Transients are absolutely a concern, though they are far less common (and far less intensive) on lower end GPUs - they are mainly a concern on large GPUs with clocks pushed very high. And, again, if your 120W GPU in a system pulling ~200W while gaming sees a 100% power spike, that's still just 320W peak. If your 180W GPU in a system pulling 300W while gaming sees a 100% spike, that's still just 480W. Couple that with even ATX 2.3 requiring PSUs to handle 30% excursions (vs. 100% on ATX 3.0), that is absolutely and utterly fine as long as your PSU is of decent quality and is actually compliant. 30% above 450W is 585W after all. I absolutely agree that PSUs are undervalued as components, but you're arguing against yourself here: what is needed is higher quality, not higher output!
 
Not unless your goal was to wreck an innocent PSU. :cool:

What I meant by "for most" was for most of the systems I've built; folks around here are generally served by something a tad beefier.
Hi,
Problem is mostly a vague statement by you seeing you gave no example of the builds you've done
I would guess lowend by your statement though
Someone else chimed in about using a gt1030 I believe that to is lowend

This is TechPowerUp so this psu would be wrecking innocent expensive hardware if used to oc anything.
Not good to cheapskate on power supplies period it is as important as the wall outlet voltage.
 
This is TechPowerUp so this psu would be wrecking innocent expensive hardware if used to oc anything.
"That, which is asserted without evidence, can also be dismissed without evidence"

Christopher Hitchens.
 
"That, which is asserted without evidence, can also be dismissed without evidence"

Christopher Hitchens.
Hi,
You have a 2gb card in 2022 there's you evidence :laugh:

That wouldn't interest me in a laptop.
 
Hi,
Problem is mostly a vague statement by you seeing you gave no example of the builds you've done
I would guess lowend by your statement though
Someone else chimed in about using a gt1030 I believe that to is lowend

This is TechPowerUp so this psu would be wrecking innocent expensive hardware if used to oc anything.
Not good to cheapskate on power supplies period it is as important as the wall outlet voltage.
That's exactly the thing though: us enthusiasts are in the minority.

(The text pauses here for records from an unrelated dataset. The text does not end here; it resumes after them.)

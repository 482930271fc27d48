//! Port-level timing semantics, exercised end to end through a mock handle.
//!
//! The mock honors the installed comm-timeout configuration in miniature, so
//! these tests pin down the operational contract — when a read returns early,
//! when it waits out a deadline, how a write timeout surfaces — without any
//! hardware. Wall-clock assertions only bound from below (plus a generous
//! upper bound) to stay robust on loaded CI machines.

use comport::{MockHandle, Port, PortError, Timeouts};
use std::sync::Arc;
use std::thread;
use std::time::{Duration, Instant};

fn mock_port() -> Port<MockHandle> {
    Port::from_handle(MockHandle::new("MOCK0"))
}

#[test]
fn read_total_deadline_yields_zero_bytes_without_error() {
    let port = mock_port();
    let timeouts = Timeouts::default().with_read_total(Duration::from_millis(100));

    let started = Instant::now();
    let mut buf = [0u8; 8];
    let n = port.read_with_timeouts(&mut buf, timeouts).unwrap();
    let elapsed = started.elapsed();

    assert_eq!(n, 0, "no data arrived, so the read reports zero bytes");
    assert!(elapsed >= Duration::from_millis(100), "returned at {elapsed:?}");
    assert!(elapsed < Duration::from_secs(2), "waited far too long: {elapsed:?}");
}

#[test]
fn buffered_data_returns_immediately() {
    let port = mock_port();
    port.handle().enqueue_read(b"already here");

    let timeouts = Timeouts::default().with_read_total(Duration::from_secs(5));
    let started = Instant::now();
    let mut buf = [0u8; 32];
    let n = port.read_with_timeouts(&mut buf, timeouts).unwrap();

    assert_eq!(&buf[..n], b"already here");
    assert!(
        started.elapsed() < Duration::from_secs(1),
        "a buffered read must not wait for the total deadline"
    );
}

#[test]
fn intercharacter_gap_completes_a_trickling_read() {
    let port = mock_port();
    let feeder = port.handle().clone();

    const DATA_LEN: usize = 10;
    let writer = thread::spawn(move || {
        for byte in 0..DATA_LEN as u8 {
            feeder.enqueue_read(&[byte]);
            thread::sleep(Duration::from_millis(10));
        }
    });

    // The buffer is larger than the data, so only the intercharacter gap can
    // finish the read — well before the 5s total deadline.
    let timeouts = Timeouts::default()
        .with_read_intercharacter(Duration::from_millis(80))
        .with_read_total(Duration::from_secs(5));

    let started = Instant::now();
    let mut buf = [0u8; DATA_LEN + 1];
    let n = port.read_with_timeouts(&mut buf, timeouts).unwrap();
    let elapsed = started.elapsed();
    writer.join().unwrap();

    assert_eq!(n, DATA_LEN);
    assert!(
        elapsed < Duration::from_secs(2),
        "completed via the gap timer, not the total deadline: {elapsed:?}"
    );
}

#[test]
fn write_timeout_surfaces_partial_count_after_the_deadline() {
    let port = mock_port();
    port.handle().set_write_capacity(64);

    let data = vec![0u8; 65];
    let timeouts = Timeouts::default().with_write_total(Duration::from_millis(150));

    let started = Instant::now();
    let result = port.write_with_timeouts(&data, timeouts);
    let elapsed = started.elapsed();

    match result {
        Err(PortError::WriteTimeout { written, limit }) => {
            assert_eq!(written, 64);
            assert_eq!(limit, Duration::from_millis(150));
        }
        other => panic!("expected WriteTimeout, got {other:?}"),
    }
    assert!(elapsed >= Duration::from_millis(150), "returned at {elapsed:?}");
}

#[test]
fn close_unblocks_a_reader_with_a_system_error() {
    let port = Arc::new(mock_port());

    let reader = {
        let port = Arc::clone(&port);
        thread::spawn(move || {
            let timeouts = Timeouts::default().with_read_total(Duration::from_secs(30));
            let mut buf = [0u8; 4];
            port.read_with_timeouts(&mut buf, timeouts)
        })
    };

    thread::sleep(Duration::from_millis(50));
    port.close().unwrap();

    let started = Instant::now();
    let result = reader.join().unwrap();
    assert!(
        matches!(result, Err(PortError::Io(_))),
        "a preempted read reports a system error, got {result:?}"
    );
    assert!(
        started.elapsed() < Duration::from_secs(5),
        "the blocked read must return soon after close, not at its deadline"
    );
}

#[test]
fn purge_discards_pending_receive_data() {
    let port = mock_port();
    port.handle().enqueue_read(b"stale bytes");

    port.purge_buffers(true, true).unwrap();

    let timeouts = Timeouts::default().with_read_total(Duration::from_millis(30));
    let mut buf = [0u8; 16];
    let n = port.read_with_timeouts(&mut buf, timeouts).unwrap();
    assert_eq!(n, 0, "nothing new arrived since the purge");
}

#[test]
fn zero_read_total_removes_the_deadline() {
    let port = mock_port();
    let feeder = port.handle().clone();

    let writer = thread::spawn(move || {
        thread::sleep(Duration::from_millis(150));
        feeder.enqueue_read(b"late");
    });

    // With no total deadline the read waits for data that arrives well after
    // the default 100ms would have expired.
    let timeouts = Timeouts::default().with_read_total(Duration::ZERO);
    let mut buf = [0u8; 8];
    let n = port.read_with_timeouts(&mut buf, timeouts).unwrap();
    writer.join().unwrap();

    assert_eq!(&buf[..n], b"late");
}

That's just facts. The most popular GPU in the world is still the GTX 1060, which consumes barely above 100W under full load. And no games load your CPU to 100% (unless it's a very weak CPU), meaning full system power for most builds - which have GPUs in the 100-200W range - will be somewhere in the 150-300W range. Heck, my 5800X+RX 6900 XT build, with none of my power optimizations applied, consumes less than 500W in a power virus and around 400W while gaming. Sure, it likely has transient spikes much higher, and if I ran Prime95+FurMark it would get quite hot, but ... I don't tend to do that, nor do most people.

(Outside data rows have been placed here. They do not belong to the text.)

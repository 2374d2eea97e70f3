use std::collections::HashSet;

use tileroute_core::{Area, Direction, Tile};

/// The tiles a route may end on.
///
/// Tiles keep their insertion order so that every scan over the set is
/// deterministic.
#[derive(Debug, Clone, Default)]
pub struct TargetSet {
    tiles: Vec<Tile>,
    lookup: HashSet<Tile>,
}

impl TargetSet {
    /// An empty set. No route can reach it.
    pub fn new() -> Self {
        Self::default()
    }

    /// A set holding exactly `tile`.
    pub fn single(tile: Tile) -> Self {
        let mut s = Self::new();
        s.insert(tile);
        s
    }

    /// The melee approach of a `width` × `length` footprint anchored at
    /// `destination`: the footprint itself plus the four axis-adjacent tiles
    /// of every footprint tile.
    pub fn around(destination: Tile, width: i32, length: i32) -> Self {
        let mut s = Self::new();
        for t in Area::new(destination, width, length) {
            s.insert(t);
            for dir in [
                Direction::West,
                Direction::East,
                Direction::South,
                Direction::North,
            ] {
                s.insert(t.step(dir));
            }
        }
        s
    }

    /// Add `tile`; duplicates are ignored.
    pub fn insert(&mut self, tile: Tile) {
        if self.lookup.insert(tile) {
            self.tiles.push(tile);
        }
    }

    #[inline]
    pub fn contains(&self, tile: Tile) -> bool {
        self.lookup.contains(&tile)
    }

    /// Tiles in insertion order.
    pub fn tiles(&self) -> &[Tile] {
        &self.tiles
    }

    pub fn len(&self) -> usize {
        self.tiles.len()
    }

    pub fn is_empty(&self) -> bool {
        self.tiles.is_empty()
    }

    /// The south-west-most tile (smallest `x + z`, then smallest `x`).
    pub fn south_west(&self) -> Option<Tile> {
        self.tiles.iter().copied().min_by_key(|t| (t.x + t.z, t.x))
    }

    /// Squared Euclidean distance from `tile` to the closest member.
    pub fn nearest_distance_squared(&self, tile: Tile) -> Option<i64> {
        self.tiles.iter().map(|t| t.distance_squared(tile)).min()
    }
}

impl FromIterator<Tile> for TargetSet {
    fn from_iter<I: IntoIterator<Item = Tile>>(iter: I) -> Self {
        let mut s = Self::new();
        for t in iter {
            s.insert(t);
        }
        s
    }
}

#[cfg(test)]
mod tests {
    use super::*;

    #[test]
    fn around_single_tile_is_a_plus() {
        let s = TargetSet::around(Tile::new(5, 5, 0), 1, 1);
        assert_eq!(s.len(), 5);
        assert!(s.contains(Tile::new(5, 5, 0)));
        assert!(s.contains(Tile::new(4, 5, 0)));
        assert!(s.contains(Tile::new(6, 5, 0)));
        assert!(s.contains(Tile::new(5, 4, 0)));
        assert!(s.contains(Tile::new(5, 6, 0)));
        assert!(!s.contains(Tile::new(4, 4, 0)));
    }

    #[test]
    fn around_two_by_two_skips_corners() {
        let s = TargetSet::around(Tile::new(2, 2, 0), 2, 2);
        // 4 footprint tiles + 2 adjacent tiles per side.
        assert_eq!(s.len(), 12);
        assert!(s.contains(Tile::new(1, 3, 0)));
        assert!(s.contains(Tile::new(4, 2, 0)));
        assert!(!s.contains(Tile::new(1, 1, 0)));
        assert!(!s.contains(Tile::new(4, 4, 0)));
    }

    #[test]
    fn south_west_prefers_west_on_ties() {
        let s = TargetSet::around(Tile::new(5, 5, 0), 1, 1);
        assert_eq!(s.south_west(), Some(Tile::new(4, 5, 0)));
        assert_eq!(TargetSet::new().south_west(), None);
    }

    #[test]
    fn nearest_distance() {
        let s: TargetSet = [Tile::new(0, 0, 0), Tile::new(10, 0, 0)].into_iter().collect();
        assert_eq!(s.nearest_distance_squared(Tile::new(7, 1, 0)), Some(10));
        assert_eq!(TargetSet::new().nearest_distance_squared(Tile::new(0, 0, 0)), None);
    }

    #[test]
    fn duplicates_are_ignored() {
        let mut s = TargetSet::single(Tile::new(1, 1, 0));
        s.insert(Tile::new(1, 1, 0));
        assert_eq!(s.len(), 1);
        assert_eq!(s.tiles(), &[Tile::new(1, 1, 0)]);
    }
}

The statement was vague, yes, but it was broad - and broad statements should be assumed to apply broadly, not to a niche like us enthusiasts.
 
Hi,
Problem is mostly a vague statement by you seeing you gave no example of the builds you've done
I would guess lowend by your statement though
Someone else chimed in about using a gt1030 I believe that to is lowend

This is TechPowerUp so this psu would be wrecking innocent expensive hardware if used to oc anything.
Not good to cheapskate on power supplies period it is as important as the wall outlet voltage.

You convinced me. My 500W Seasonic is no good. I just ordered the AX 1600i, otherwise my <=300W system will die.